Work task - All of the records should be given again exactly as they appear.

Records for the exercise -
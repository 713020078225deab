//! Transcript sanitization and re-identification.
//!
//! - **Model**: user, assistant (legacy or block layout) and file-snapshot records
//! - **Decode/Encode**: line-oriented JSONL with per-line recovery
//! - **Sanitize**: base-relative paths, reasoning removed, secrets redacted
//! - **Remap**: fresh identifiers with parent links preserved
//! - **Share**: export/import orchestration with a metadata sidecar
//!
//! # File Format
//!
//! One record per line, discriminated by `type`:
//! ```json
//! {"type":"user","id":"m1","streamId":"s1","timestamp":"2025-01-20T10:00:00Z","parentId":null,"message":{"role":"user","content":"hi"},"workingDirectory":"/home/me/proj","clientVersion":"1.0.0"}
//! ```
//!
//! # Example
//!
//! ```ignore
//! use tshare::transcript::{Exporter, Importer};
//! use tshare::store::{DirectoryStore, ProjectsLayout};
//!
//! let store = DirectoryStore::new(store_dir);
//! let exported = Exporter::new().export_file(&source)?;
//! let id = exported.publish(&store, "session")?;
//!
//! let layout = ProjectsLayout::new(projects_dir);
//! let stats = Importer::new(&layout, "/home/you/proj").import_share(&store, &id)?;
//! ```

mod file;
mod hash;
mod meta;
mod paths;
mod redact;
mod remap;
mod sanitize;
mod share;
mod types;

pub use file::{
    DecodeReport, Decoded, SkipReason, SkippedLine, atomic_write, decode_file, decode_line,
    decode_reader, encode, write_transcript,
};
pub use hash::{content_hash, hash_matches};
pub use meta::{FORMAT, ShareMetadata, read_sidecar, sidecar_path, write_sidecar};
pub use paths::{PathRewriter, sanitize_path, sanitize_text};
pub use redact::{REDACTED, REDACTED_PRIVATE_KEY, Redaction, SecretKind, redact, scan};
pub use remap::IdRemapper;
pub use sanitize::{SanitizeSummary, Sanitizer, infer_base_path, sanitize, sanitize_with_summary};
pub use share::{ExportStats, Exported, Exporter, ImportStats, Importer};
pub use types::{
    AssistantContent, AssistantRecord, BlockResponse, ContentBlock, Envelope, FileSnapshot,
    LegacyContent, LegacyEntry, Message, ModelError, RecordKind, Representation, SnapshotRecord,
    TextBlock, TrackedFile, Usage, UserContent, UserRecord, detect_representation,
};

Reply to the task -
repository 713020078225deab
//! Transcript sanitization and re-identification.
//!
//! - **Model**: user, assistant (legacy or block layout) and file-snapshot records
//! - **Decode/Encode**: line-oriented JSONL with per-line recovery
//! - **Sanitize**: base-relative paths, reasoning removed, secrets redacted
//! - **Remap**: fresh identifiers with parent links preserved
//! - **Share**: export/import orchestration with a metadata sidecar
//!
//! # File Format
//!
//! One record per line, discriminated by `type`:
//! ```json
//! {"type":"user","id":"m1","streamId":"s1","timestamp":"2025-01-20T10:00:00Z","parentId":null,"message":{"role":"user","content":"hi"},"workingDirectory":"/home/me/proj","clientVersion":"1.0.0"}
//! ```
//!
//! # Example
//!
//! ```ignore
//! use tshare::transcript::{Exporter, Importer};
//! use tshare::store::{DirectoryStore, ProjectsLayout};
//!
//! let store = DirectoryStore::new(store_dir);
//! let exported = Exporter::new().export_file(&source)?;
//! let id = exported.publish(&store, "session")?;
//!
//! let layout = ProjectsLayout::new(projects_dir);
//! let stats = Importer::new(&layout, "/home/you/proj").import_share(&store, &id)?;
//! ```

mod file;
mod hash;
mod meta;
mod paths;
mod redact;
mod remap;
mod sanitize;
mod share;
mod types;

pub use file::{
    DecodeReport, Decoded, SkipReason, SkippedLine, atomic_write, decode_file, decode_line,
    decode_reader, encode, write_transcript,
};
pub use hash::{content_hash, hash_matches};
pub use meta::{FORMAT, ShareMetadata, read_sidecar, sidecar_path, write_sidecar};
pub use paths::{PathRewriter, sanitize_path, sanitize_text};
pub use redact::{REDACTED, REDACTED_PRIVATE_KEY, Redaction, SecretKind, redact, scan};
pub use remap::IdRemapper;
pub use sanitize::{SanitizeSummary, Sanitizer, infer_base_path, sanitize, sanitize_with_summary};
pub use share::{ExportStats, Exported, Exporter, ImportStats, Importer};
pub use types::{
    AssistantContent, AssistantRecord, BlockResponse, ContentBlock, Envelope, FileSnapshot,
    LegacyContent, LegacyEntry, Message, ModelError, RecordKind, Representation, SnapshotRecord,
    TextBlock, TrackedFile, Usage, UserContent, UserRecord, detect_representation,
};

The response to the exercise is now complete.